> **TASK DETAILS**
Below are entries. Copy exactly the lines running from the line that holds "(error / actual.abs()" to the line that holds "let mut abs_sum = 0.0;", with both ends included.
---
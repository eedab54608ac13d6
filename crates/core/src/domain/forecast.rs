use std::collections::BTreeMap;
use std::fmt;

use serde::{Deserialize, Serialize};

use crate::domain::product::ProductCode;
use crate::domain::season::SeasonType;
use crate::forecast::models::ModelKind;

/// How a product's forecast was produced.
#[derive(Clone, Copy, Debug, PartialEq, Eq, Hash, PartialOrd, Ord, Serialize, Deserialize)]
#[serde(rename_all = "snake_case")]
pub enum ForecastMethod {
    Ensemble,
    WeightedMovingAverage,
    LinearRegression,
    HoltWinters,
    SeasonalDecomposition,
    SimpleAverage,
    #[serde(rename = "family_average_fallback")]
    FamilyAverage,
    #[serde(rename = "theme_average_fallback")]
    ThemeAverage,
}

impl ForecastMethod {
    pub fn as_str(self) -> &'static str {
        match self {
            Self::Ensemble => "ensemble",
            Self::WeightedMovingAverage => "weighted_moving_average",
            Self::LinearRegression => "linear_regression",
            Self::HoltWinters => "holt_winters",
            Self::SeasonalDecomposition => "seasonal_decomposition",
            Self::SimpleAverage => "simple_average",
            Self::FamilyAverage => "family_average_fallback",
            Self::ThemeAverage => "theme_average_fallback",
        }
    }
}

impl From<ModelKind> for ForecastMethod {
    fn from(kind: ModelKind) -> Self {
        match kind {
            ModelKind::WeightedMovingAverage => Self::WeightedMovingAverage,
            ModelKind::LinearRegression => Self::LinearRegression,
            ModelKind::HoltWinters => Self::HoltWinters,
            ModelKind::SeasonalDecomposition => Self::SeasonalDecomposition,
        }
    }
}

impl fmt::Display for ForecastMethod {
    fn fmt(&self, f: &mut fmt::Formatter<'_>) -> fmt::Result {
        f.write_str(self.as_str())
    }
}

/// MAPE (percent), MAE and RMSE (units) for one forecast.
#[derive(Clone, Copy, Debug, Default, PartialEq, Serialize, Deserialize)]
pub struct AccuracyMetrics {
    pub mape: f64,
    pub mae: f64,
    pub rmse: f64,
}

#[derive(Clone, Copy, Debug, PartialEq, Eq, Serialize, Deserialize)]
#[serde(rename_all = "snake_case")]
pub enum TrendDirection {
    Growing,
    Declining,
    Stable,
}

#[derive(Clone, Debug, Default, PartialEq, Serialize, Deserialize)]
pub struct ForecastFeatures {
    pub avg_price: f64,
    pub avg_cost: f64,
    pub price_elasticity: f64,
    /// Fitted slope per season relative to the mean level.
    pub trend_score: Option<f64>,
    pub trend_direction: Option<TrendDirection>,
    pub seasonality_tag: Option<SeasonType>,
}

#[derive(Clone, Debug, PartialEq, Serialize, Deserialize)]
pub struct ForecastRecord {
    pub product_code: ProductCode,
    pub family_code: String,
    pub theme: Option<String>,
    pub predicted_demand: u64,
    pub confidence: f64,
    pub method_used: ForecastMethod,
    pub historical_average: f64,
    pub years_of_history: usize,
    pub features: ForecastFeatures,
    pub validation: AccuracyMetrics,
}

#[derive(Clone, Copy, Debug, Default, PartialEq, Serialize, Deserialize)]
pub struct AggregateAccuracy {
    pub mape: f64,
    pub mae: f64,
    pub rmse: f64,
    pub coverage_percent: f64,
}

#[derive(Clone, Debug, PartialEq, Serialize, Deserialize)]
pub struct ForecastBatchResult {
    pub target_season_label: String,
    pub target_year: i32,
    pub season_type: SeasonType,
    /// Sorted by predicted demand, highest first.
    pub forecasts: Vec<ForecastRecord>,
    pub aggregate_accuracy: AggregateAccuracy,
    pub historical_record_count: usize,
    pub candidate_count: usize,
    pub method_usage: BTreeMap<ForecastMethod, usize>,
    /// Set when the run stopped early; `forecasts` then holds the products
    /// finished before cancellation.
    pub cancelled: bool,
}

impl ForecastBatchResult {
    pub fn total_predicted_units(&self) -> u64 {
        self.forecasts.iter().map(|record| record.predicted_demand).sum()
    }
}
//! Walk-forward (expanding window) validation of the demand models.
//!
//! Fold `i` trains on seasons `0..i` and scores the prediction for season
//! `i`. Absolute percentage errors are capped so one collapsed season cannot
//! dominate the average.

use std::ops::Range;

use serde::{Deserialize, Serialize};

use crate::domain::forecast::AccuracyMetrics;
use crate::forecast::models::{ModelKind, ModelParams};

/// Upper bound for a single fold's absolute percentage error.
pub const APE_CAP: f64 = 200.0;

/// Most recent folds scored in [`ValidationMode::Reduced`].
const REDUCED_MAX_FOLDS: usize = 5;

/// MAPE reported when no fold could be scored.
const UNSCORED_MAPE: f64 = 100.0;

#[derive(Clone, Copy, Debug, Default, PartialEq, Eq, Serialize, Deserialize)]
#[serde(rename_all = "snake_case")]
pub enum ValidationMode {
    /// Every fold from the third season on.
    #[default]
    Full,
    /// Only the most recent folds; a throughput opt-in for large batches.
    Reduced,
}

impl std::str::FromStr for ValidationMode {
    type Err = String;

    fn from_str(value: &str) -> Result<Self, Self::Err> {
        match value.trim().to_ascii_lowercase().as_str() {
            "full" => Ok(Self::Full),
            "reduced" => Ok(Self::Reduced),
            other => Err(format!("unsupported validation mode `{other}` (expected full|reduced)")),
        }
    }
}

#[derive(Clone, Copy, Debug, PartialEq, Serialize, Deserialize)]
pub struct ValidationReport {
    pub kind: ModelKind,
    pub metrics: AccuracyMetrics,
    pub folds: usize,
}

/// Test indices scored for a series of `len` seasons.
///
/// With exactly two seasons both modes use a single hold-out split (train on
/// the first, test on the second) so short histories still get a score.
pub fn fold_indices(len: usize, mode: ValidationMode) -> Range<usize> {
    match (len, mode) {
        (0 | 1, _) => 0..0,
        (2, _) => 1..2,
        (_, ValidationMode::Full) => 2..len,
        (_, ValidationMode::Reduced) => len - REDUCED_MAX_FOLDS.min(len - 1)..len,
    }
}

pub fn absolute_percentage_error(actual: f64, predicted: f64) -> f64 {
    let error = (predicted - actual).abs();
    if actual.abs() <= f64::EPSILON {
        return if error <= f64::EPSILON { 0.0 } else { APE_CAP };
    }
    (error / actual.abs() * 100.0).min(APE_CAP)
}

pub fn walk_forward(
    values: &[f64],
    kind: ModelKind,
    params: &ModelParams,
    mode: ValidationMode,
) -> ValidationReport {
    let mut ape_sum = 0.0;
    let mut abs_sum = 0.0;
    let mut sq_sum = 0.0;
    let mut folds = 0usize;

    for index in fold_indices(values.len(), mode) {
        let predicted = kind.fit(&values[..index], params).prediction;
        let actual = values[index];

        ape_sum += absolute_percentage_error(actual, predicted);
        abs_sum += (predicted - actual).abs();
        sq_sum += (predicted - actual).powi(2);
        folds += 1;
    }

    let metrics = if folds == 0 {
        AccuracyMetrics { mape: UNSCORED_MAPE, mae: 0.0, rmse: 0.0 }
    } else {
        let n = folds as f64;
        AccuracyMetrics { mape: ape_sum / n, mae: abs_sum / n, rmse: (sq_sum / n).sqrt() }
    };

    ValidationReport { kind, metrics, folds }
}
---
> **RESPONSE BELOW**
    (error / actual.abs() * 100.0).min(APE_CAP)
}

pub fn walk_forward(
    values: &[f64],
    kind: ModelKind,
    params: &ModelParams,
    mode: ValidationMode,
) -> ValidationReport {
    let mut ape_sum = 0.0;
    let mut abs_sum = 0.0;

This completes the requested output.